Sources reports that Raymond James has 30 days to extend an offer to repurchase the securities, and the offer must be open for 75 days after that initial bid.

The settlement arose from misrepresentations made by Raymond James' registered representatives and financial advisers that ARS were “cash equivalents” and “highly liquid” short-term investments that offered a higher yield than money market accounts, according to one official, citing the consent order for the dispute.

Raymond James was one of the last to settle with the SEC regarding the auction-rate securities fallout that followed the financial crisis. Citigroup, Morgan Stanley, UBS, Merrill Lynch, Wachovia, Bank of America, Morgan Keegan, and Ameritrade had all previously agreed to buy back ARS from retail investors.

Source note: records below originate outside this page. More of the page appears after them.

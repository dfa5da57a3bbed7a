use std::env;
use std::path::PathBuf;
use thiserror::Error;

use crate::logging::{LogFormat, LoggingConfig};

/// ---------------------------------------------------------------------------
/// Configuration Defaults
/// ---------------------------------------------------------------------------

const DEFAULT_DATABASE_URL: &str = "sqlite://regime.db?mode=rwc";
const DEFAULT_MAX_CONNECTIONS: u32 = 5;
const DEFAULT_EXERCISES_PATH: &str = "db/exercises.json";

#[derive(Debug, Clone, PartialEq, Eq, Error)]
pub enum ConfigError {
  #[error("Invalid value for {key}: {value}")]
  Invalid { key: String, value: String },
}

#[derive(Debug, Clone, PartialEq, Eq)]
pub struct DatabaseConfig {
  pub url: String,
  pub max_connections: u32,
}

#[derive(Debug, Clone, PartialEq, Eq)]
pub struct CatalogConfig {
  pub exercises_path: PathBuf,
  /// Falls back to the built-in muscle table when unset
  pub muscles_path: Option<PathBuf>,
}

#[derive(Debug, Clone, PartialEq, Eq)]
pub struct AppConfig {
  pub database: DatabaseConfig,
  pub catalog: CatalogConfig,
  pub logging: LoggingConfig,
}

fn var_or(key: &str, default: &str) -> String {
  env::var(key).unwrap_or_else(|_| default.to_string())
}

fn invalid(key: &str, value: &str) -> ConfigError {
  ConfigError::Invalid {
    key: key.to_string(),
    value: value.to_string(),
  }
}

impl AppConfig {
  /// Read configuration from REGIME_* environment variables
  pub fn from_env() -> Result<Self, ConfigError> {
    let max_connections = match env::var("REGIME_MAX_CONNECTIONS") {
      Ok(raw) => match raw.parse::<u32>() {
        Ok(n) if n > 0 => n,
        _ => return Err(invalid("REGIME_MAX_CONNECTIONS", &raw)),
      },
      Err(_) => DEFAULT_MAX_CONNECTIONS,
    };

    let format = match env::var("REGIME_LOG_FORMAT") {
      Ok(raw) => raw
        .parse::<LogFormat>()
        .map_err(|_| invalid("REGIME_LOG_FORMAT", &raw))?,
      Err(_) => LogFormat::default(),
    };

    Ok(Self {
      database: DatabaseConfig {
        url: var_or("REGIME_DATABASE_URL", DEFAULT_DATABASE_URL),
        max_connections,
      },
      catalog: CatalogConfig {
        exercises_path: PathBuf::from(var_or("REGIME_EXERCISES_PATH", DEFAULT_EXERCISES_PATH)),
        muscles_path: env::var("REGIME_MUSCLES_PATH").ok().map(PathBuf::from),
      },
      logging: LoggingConfig {
        level: var_or("REGIME_LOG_LEVEL", "info"),
        format,
      },
    })
  }
}

#[cfg(test)]
mod tests {
  use super::*;
  use serial_test::serial;

  const VARS: [&str; 6] = [
    "REGIME_DATABASE_URL",
    "REGIME_MAX_CONNECTIONS",
    "REGIME_EXERCISES_PATH",
    "REGIME_MUSCLES_PATH",
    "REGIME_LOG_LEVEL",
    "REGIME_LOG_FORMAT",
  ];

  fn unset_all() -> Vec<(&'static str, Option<&'static str>)> {
    VARS.iter().map(|k| (*k, None)).collect()
  }

  #[test]
  #[serial]
  fn test_defaults_when_unset() {
    temp_env::with_vars(unset_all(), || {
      let config = AppConfig::from_env().expect("defaults are valid");
      assert_eq!(config.database.url, DEFAULT_DATABASE_URL);
      assert_eq!(config.database.max_connections, 5);
      assert_eq!(config.catalog.exercises_path, PathBuf::from("db/exercises.json"));
      assert_eq!(config.catalog.muscles_path, None);
      assert_eq!(config.logging, LoggingConfig::default());
    });
  }

  #[test]
  #[serial]
  fn test_values_read_from_env() {
    let mut vars = unset_all();
    vars.extend([
      ("REGIME_DATABASE_URL", Some("sqlite::memory:")),
      ("REGIME_MAX_CONNECTIONS", Some("2")),
      ("REGIME_MUSCLES_PATH", Some("/etc/regime/muscles.json")),
      ("REGIME_LOG_FORMAT", Some("json")),
      ("REGIME_LOG_LEVEL", Some("debug")),
    ]);

    temp_env::with_vars(vars, || {
      let config = AppConfig::from_env().expect("valid config");
      assert_eq!(config.database.url, "sqlite::memory:");
      assert_eq!(config.database.max_connections, 2);
      assert_eq!(
        config.catalog.muscles_path,
        Some(PathBuf::from("/etc/regime/muscles.json"))
      );
      assert_eq!(config.logging.format, LogFormat::Json);
      assert_eq!(config.logging.level, "debug");
    });
  }

  #[test]
  #[serial]
  fn test_invalid_pool_size_rejected() {
    temp_env::with_var("REGIME_MAX_CONNECTIONS", Some("zero"), || {
      let err = AppConfig::from_env().unwrap_err();
      assert_eq!(err, invalid("REGIME_MAX_CONNECTIONS", "zero"));
    });
    temp_env::with_var("REGIME_MAX_CONNECTIONS", Some("0"), || {
      assert!(AppConfig::from_env().is_err());
    });
  }

  #[test]
  #[serial]
  fn test_unknown_log_format_rejected() {
    temp_env::with_vars(
      [("REGIME_LOG_FORMAT", Some("xml")), ("REGIME_MAX_CONNECTIONS", None)],
      || {
        assert!(matches!(
          AppConfig::from_env(),
          Err(ConfigError::Invalid { ref key, .. }) if key == "REGIME_LOG_FORMAT"
        ));
      },
    );
  }
}
use sqlx::sqlite::{SqlitePool, SqlitePoolOptions};
use std::collections::HashMap;
use std::sync::{Arc, Mutex};
use tokio::sync::{Mutex as AsyncMutex, OwnedMutexGuard};
use tracing::info;

use crate::config::{AppConfig, DatabaseConfig};
use crate::error::AppError;

pub type DbPool = SqlitePool;

/// Per-user guards serializing duty-state read-modify-write cycles
#[derive(Debug, Default)]
pub struct UserLocks {
  locks: Mutex<HashMap<String, Arc<AsyncMutex<()>>>>,
}

impl UserLocks {
  /// Wait for exclusive access to `user`'s duty state
  pub async fn acquire(&self, user: &str) -> OwnedMutexGuard<()> {
    let lock = {
      let mut locks = self.locks.lock().unwrap_or_else(|poisoned| poisoned.into_inner());
      // Only the map holds an idle entry; held or awaited ones have clones
      locks.retain(|_, lock| Arc::strong_count(lock) > 1);
      locks
        .entry(user.to_string())
        .or_insert_with(|| Arc::new(AsyncMutex::new(())))
        .clone()
    };
    lock.lock_owned().await
  }
}

/// Application state holding the database connection pool
pub struct AppState {
  pub db: DbPool,
  pub config: AppConfig,
  pub duty_locks: UserLocks,
}

impl AppState {
  pub fn new(db: DbPool, config: AppConfig) -> Self {
    Self {
      db,
      config,
      duty_locks: UserLocks::default(),
    }
  }
}

/// Initialize the database connection pool and run migrations
pub async fn initialize_db(config: &DatabaseConfig) -> Result<DbPool, AppError> {
  info!(url = %config.url, "Initializing database");

  let pool = SqlitePoolOptions::new()
    .max_connections(config.max_connections)
    .connect(&config.url)
    .await?;

  sqlx::migrate!("./migrations").run(&pool).await?;

  info!("Database initialized successfully");

  Ok(pool)
}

At Wall Street Fraud, we are dedicated to offering assistance to those who have been hurt by improper corporate or investment practices.

If you have been the victim of stock brokerage fraud, securities fraud, mutual fund fraud, stockbroker fraud, annuities fraud, or any other type of investment fraud, please contact us today for a free case evaluation. Our talented and aggressive legal and professional staff is eager to help you recover your losses.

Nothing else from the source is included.